▶ **DATA RECORDS**:
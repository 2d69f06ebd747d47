//! Violation table rendering.

use chrono::FixedOffset;
use serde_json::Value;

use super::document::{escape, ids, write_html, Document};
use crate::data::format::{format_celsius, format_percent, format_timestamp};
use crate::data::{parse_records, Measurement, RecordStatus};
use crate::filter::FilterToggles;

/// Markup shown when there is nothing to list.
pub const EMPTY_ROW: &str =
    r#"<tr><td colspan="5" class="text-center text-muted">Nenhuma violação encontrada</td></tr>"#;

/// Display-ready view of one record, shared by the HTML and terminal views.
#[derive(Debug, Clone, PartialEq)]
pub struct ViolationRow {
    pub timestamp: String,
    pub temperature: String,
    pub humidity: String,
    pub temp_violation: bool,
    pub rh_violation: bool,
    pub status: RecordStatus,
    pub reason: Option<String>,
}

impl ViolationRow {
    pub fn from_record(record: &Measurement, offset: FixedOffset) -> Self {
        Self {
            timestamp: format_timestamp(record.timestamp.as_deref(), offset),
            temperature: format_celsius(record.temperature),
            humidity: format_percent(record.humidity),
            temp_violation: record.temp_violation(),
            rh_violation: record.rh_violation(),
            status: record.status(),
            reason: record.reason.clone(),
        }
    }

    /// Table row markup.
    pub fn to_html(&self) -> String {
        format!(
            concat!(
                r#"<tr class="{row}">"#,
                "<td>{ts}</td>",
                r#"<td><span class="badge {tb}">{t}</span></td>"#,
                r#"<td><span class="badge {hb}">{h}</span></td>"#,
                r#"<td><span class="badge {sb}">{s}</span></td>"#,
                "<td>{reason}</td>",
                "</tr>"
            ),
            row = match self.status {
                RecordStatus::Violation => "violation-row",
                RecordStatus::Normal => "normal-row",
            },
            ts = escape(&self.timestamp),
            tb = badge_class(self.temp_violation),
            t = escape(&self.temperature),
            hb = badge_class(self.rh_violation),
            h = escape(&self.humidity),
            sb = badge_class(self.status == RecordStatus::Violation),
            s = self.status.label(),
            reason = self.reason.as_deref().map(escape).unwrap_or_else(|| "-".to_string()),
        )
    }
}

fn badge_class(violation: bool) -> &'static str {
    if violation {
        "bg-danger"
    } else {
        "bg-success"
    }
}

/// Build rows for a record list.
pub fn rows(records: &[Measurement], offset: FixedOffset) -> Vec<ViolationRow> {
    records.iter().map(|r| ViolationRow::from_record(r, offset)).collect()
}

/// Rewrite the violations table. `None` and an empty slice both render the
/// placeholder row.
pub fn render_table(doc: &mut dyn Document, records: Option<&[Measurement]>, offset: FixedOffset) {
    let markup = match records {
        Some(records) if !records.is_empty() => {
            rows(records, offset).iter().map(ViolationRow::to_html).collect::<String>()
        }
        _ => EMPTY_ROW.to_string(),
    };
    write_html(doc, ids::VIOLATIONS_TABLE, &markup);
}

/// Same as [`render_table`] but straight from JSON; malformed entries are
/// skipped.
pub fn render_raw(doc: &mut dyn Document, entries: Option<&[Value]>, offset: FixedOffset) {
    let records = entries.map(parse_records);
    render_table(doc, records.as_deref(), offset);
}

/// Replace the table with an error row.
pub fn render_error(doc: &mut dyn Document, message: &str) {
    let markup = format!(
        r#"<tr><td colspan="5" class="text-center text-danger">Erro ao carregar violações: {}</td></tr>"#,
        escape(message)
    );
    write_html(doc, ids::VIOLATIONS_TABLE, &markup);
}

/// Mirror the filter checkboxes and limit selector.
pub fn render_controls(doc: &mut dyn Document, toggles: FilterToggles, limit: u32) {
    for (id, checked) in [
        (ids::FILTER_TEMP, toggles.temperature),
        (ids::FILTER_HUMIDITY, toggles.humidity),
    ] {
        if !doc.set_checked(id, checked) {
            tracing::warn!("Render target #{} not found", id);
        }
    }
    if !doc.set_value(ids::VIOLATIONS_LIMIT, &limit.to_string()) {
        tracing::warn!("Render target #{} not found", ids::VIOLATIONS_LIMIT);
    }
}

#[cfg(test)]
mod tests {
    use super::*;
    use crate::data::format::display_offset;
    use crate::render::HtmlDocument;
    use serde_json::json;

    fn utc() -> FixedOffset {
        display_offset(0)
    }

    #[test]
    fn test_empty_and_absent_render_placeholder() {
        let mut doc = HtmlDocument::dashboard();
        let empty: &[Measurement] = &[];
        render_table(&mut doc, Some(empty), utc());
        assert_eq!(doc.html(ids::VIOLATIONS_TABLE), Some(EMPTY_ROW));

        doc.set_html(ids::VIOLATIONS_TABLE, "stale");
        render_table(&mut doc, None, utc());
        assert_eq!(doc.html(ids::VIOLATIONS_TABLE), Some(EMPTY_ROW));
    }

    #[test]
    fn test_hot_record_row() {
        let mut doc = HtmlDocument::dashboard();
        let entries = vec![json!({
            "timestamp": "2024-01-01T00:00:00Z",
            "temperature": 20.0,
            "humidity": 50
        })];
        render_raw(&mut doc, Some(entries.as_slice()), utc());

        let html = doc.html(ids::VIOLATIONS_TABLE).unwrap();
        assert!(html.contains("<td>01/01/2024 00:00</td>"));
        assert!(html.contains(r#"<span class="badge bg-danger">20.0°C</span>"#));
        assert!(html.contains(r#"<span class="badge bg-success">50.0%</span>"#));
        assert!(html.contains(r#"<span class="badge bg-danger">Violação</span>"#));
        assert!(html.starts_with(r#"<tr class="violation-row">"#));
    }

    #[test]
    fn test_malformed_entries_are_skipped() {
        let mut doc = HtmlDocument::dashboard();
        let entries = vec![json!(null), json!({ "temperature": 18.0, "humidity": 55.0 }), json!(7)];
        render_raw(&mut doc, Some(entries.as_slice()), utc());

        let html = doc.html(ids::VIOLATIONS_TABLE).unwrap();
        assert_eq!(html.matches("<tr").count(), 1);
        assert!(html.contains("Normal"));
        assert!(html.contains("<td>-</td>"));
    }

    #[test]
    fn test_only_malformed_entries_render_placeholder() {
        let mut doc = HtmlDocument::dashboard();
        let entries = vec![json!(null)];
        render_raw(&mut doc, Some(entries.as_slice()), utc());
        assert_eq!(doc.html(ids::VIOLATIONS_TABLE), Some(EMPTY_ROW));
    }

    #[test]
    fn test_reason_is_escaped_and_forces_violation() {
        let record = Measurement::new("2024-01-01T00:00:00Z", 18.0, 50.0).with_reason("<script>");
        let row = ViolationRow::from_record(&record, utc());
        assert_eq!(row.status, RecordStatus::Violation);
        let html = row.to_html();
        assert!(html.contains("&lt;script&gt;"));
        assert!(!html.contains("<script>"));
    }

    #[test]
    fn test_error_row_and_controls() {
        let mut doc = HtmlDocument::dashboard();
        render_error(&mut doc, "HTTP 500");
        assert!(doc.html(ids::VIOLATIONS_TABLE).unwrap().contains("HTTP 500"));

        render_controls(&mut doc, FilterToggles::new(true, false), 20);
        assert_eq!(doc.is_checked(ids::FILTER_TEMP), Some(true));
        assert_eq!(doc.is_checked(ids::FILTER_HUMIDITY), Some(false));
        assert_eq!(doc.value(ids::VIOLATIONS_LIMIT), Some("20"));
    }
}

▶ **WORK ITEM**: Print the records again in full, exactly as they appear above.

▶ **REPLY**:
repository 2d69f06ebd747d47
//! Violation table rendering.

use chrono::FixedOffset;
use serde_json::Value;

use super::document::{escape, ids, write_html, Document};
use crate::data::format::{format_celsius, format_percent, format_timestamp};
use crate::data::{parse_records, Measurement, RecordStatus};
use crate::filter::FilterToggles;

/// Markup shown when there is nothing to list.
pub const EMPTY_ROW: &str =
    r#"<tr><td colspan="5" class="text-center text-muted">Nenhuma violação encontrada</td></tr>"#;

/// Display-ready view of one record, shared by the HTML and terminal views.
#[derive(Debug, Clone, PartialEq)]
pub struct ViolationRow {
    pub timestamp: String,
    pub temperature: String,
    pub humidity: String,
    pub temp_violation: bool,
    pub rh_violation: bool,
    pub status: RecordStatus,
    pub reason: Option<String>,
}

impl ViolationRow {
    pub fn from_record(record: &Measurement, offset: FixedOffset) -> Self {
        Self {
            timestamp: format_timestamp(record.timestamp.as_deref(), offset),
            temperature: format_celsius(record.temperature),
            humidity: format_percent(record.humidity),
            temp_violation: record.temp_violation(),
            rh_violation: record.rh_violation(),
            status: record.status(),
            reason: record.reason.clone(),
        }
    }

    /// Table row markup.
    pub fn to_html(&self) -> String {
        format!(
            concat!(
                r#"<tr class="{row}">"#,
                "<td>{ts}</td>",
                r#"<td><span class="badge {tb}">{t}</span></td>"#,
                r#"<td><span class="badge {hb}">{h}</span></td>"#,
                r#"<td><span class="badge {sb}">{s}</span></td>"#,
                "<td>{reason}</td>",
                "</tr>"
            ),
            row = match self.status {
                RecordStatus::Violation => "violation-row",
                RecordStatus::Normal => "normal-row",
            },
            ts = escape(&self.timestamp),
            tb = badge_class(self.temp_violation),
            t = escape(&self.temperature),
            hb = badge_class(self.rh_violation),
            h = escape(&self.humidity),
            sb = badge_class(self.status == RecordStatus::Violation),
            s = self.status.label(),
            reason = self.reason.as_deref().map(escape).unwrap_or_else(|| "-".to_string()),
        )
    }
}

fn badge_class(violation: bool) -> &'static str {
    if violation {
        "bg-danger"
    } else {
        "bg-success"
    }
}

/// Build rows for a record list.
pub fn rows(records: &[Measurement], offset: FixedOffset) -> Vec<ViolationRow> {
    records.iter().map(|r| ViolationRow::from_record(r, offset)).collect()
}

/// Rewrite the violations table. `None` and an empty slice both render the
/// placeholder row.
pub fn render_table(doc: &mut dyn Document, records: Option<&[Measurement]>, offset: FixedOffset) {
    let markup = match records {
        Some(records) if !records.is_empty() => {
            rows(records, offset).iter().map(ViolationRow::to_html).collect::<String>()
        }
        _ => EMPTY_ROW.to_string(),
    };
    write_html(doc, ids::VIOLATIONS_TABLE, &markup);
}

/// Same as [`render_table`] but straight from JSON; malformed entries are
/// skipped.
pub fn render_raw(doc: &mut dyn Document, entries: Option<&[Value]>, offset: FixedOffset) {
    let records = entries.map(parse_records);
    render_table(doc, records.as_deref(), offset);
}

/// Replace the table with an error row.
pub fn render_error(doc: &mut dyn Document, message: &str) {
    let markup = format!(
        r#"<tr><td colspan="5" class="text-center text-danger">Erro ao carregar violações: {}</td></tr>"#,
        escape(message)
    );
    write_html(doc, ids::VIOLATIONS_TABLE, &markup);
}

/// Mirror the filter checkboxes and limit selector.
pub fn render_controls(doc: &mut dyn Document, toggles: FilterToggles, limit: u32) {
    for (id, checked) in [
        (ids::FILTER_TEMP, toggles.temperature),
        (ids::FILTER_HUMIDITY, toggles.humidity),
    ] {
        if !doc.set_checked(id, checked) {
            tracing::warn!("Render target #{} not found", id);
        }
    }
    if !doc.set_value(ids::VIOLATIONS_LIMIT, &limit.to_string()) {
        tracing::warn!("Render target #{} not found", ids::VIOLATIONS_LIMIT);
    }
}

#[cfg(test)]
mod tests {
    use super::*;
    use crate::data::format::display_offset;
    use crate::render::HtmlDocument;
    use serde_json::json;

    fn utc() -> FixedOffset {
        display_offset(0)
    }

    #[test]
    fn test_empty_and_absent_render_placeholder() {
        let mut doc = HtmlDocument::dashboard();
        let empty: &[Measurement] = &[];
        render_table(&mut doc, Some(empty), utc());
        assert_eq!(doc.html(ids::VIOLATIONS_TABLE), Some(EMPTY_ROW));

        doc.set_html(ids::VIOLATIONS_TABLE, "stale");
        render_table(&mut doc, None, utc());
        assert_eq!(doc.html(ids::VIOLATIONS_TABLE), Some(EMPTY_ROW));
    }

    #[test]
    fn test_hot_record_row() {
        let mut doc = HtmlDocument::dashboard();
        let entries = vec![json!({
            "timestamp": "2024-01-01T00:00:00Z",
            "temperature": 20.0,
            "humidity": 50
        })];
        render_raw(&mut doc, Some(entries.as_slice()), utc());

        let html = doc.html(ids::VIOLATIONS_TABLE).unwrap();
        assert!(html.contains("<td>01/01/2024 00:00</td>"));
        assert!(html.contains(r#"<span class="badge bg-danger">20.0°C</span>"#));
        assert!(html.contains(r#"<span class="badge bg-success">50.0%</span>"#));
        assert!(html.contains(r#"<span class="badge bg-danger">Violação</span>"#));
        assert!(html.starts_with(r#"<tr class="violation-row">"#));
    }

    #[test]
    fn test_malformed_entries_are_skipped() {
        let mut doc = HtmlDocument::dashboard();
        let entries = vec![json!(null), json!({ "temperature": 18.0, "humidity": 55.0 }), json!(7)];
        render_raw(&mut doc, Some(entries.as_slice()), utc());

        let html = doc.html(ids::VIOLATIONS_TABLE).unwrap();
        assert_eq!(html.matches("<tr").count(), 1);
        assert!(html.contains("Normal"));
        assert!(html.contains("<td>-</td>"));
    }

    #[test]
    fn test_only_malformed_entries_render_placeholder() {
        let mut doc = HtmlDocument::dashboard();
        let entries = vec![json!(null)];
        render_raw(&mut doc, Some(entries.as_slice()), utc());
        assert_eq!(doc.html(ids::VIOLATIONS_TABLE), Some(EMPTY_ROW));
    }

    #[test]
    fn test_reason_is_escaped_and_forces_violation() {
        let record = Measurement::new("2024-01-01T00:00:00Z", 18.0, 50.0).with_reason("<script>");
        let row = ViolationRow::from_record(&record, utc());
        assert_eq!(row.status, RecordStatus::Violation);
        let html = row.to_html();
        assert!(html.contains("&lt;script&gt;"));
        assert!(!html.contains("<script>"));
    }

    #[test]
    fn test_error_row_and_controls() {
        let mut doc = HtmlDocument::dashboard();
        render_error(&mut doc, "HTTP 500");
        assert!(doc.html(ids::VIOLATIONS_TABLE).unwrap().contains("HTTP 500"));

        render_controls(&mut doc, FilterToggles::new(true, false), 20);
        assert_eq!(doc.is_checked(ids::FILTER_TEMP), Some(true));
        assert_eq!(doc.is_checked(ids::FILTER_HUMIDITY), Some(false));
        assert_eq!(doc.value(ids::VIOLATIONS_LIMIT), Some("20"));
    }
}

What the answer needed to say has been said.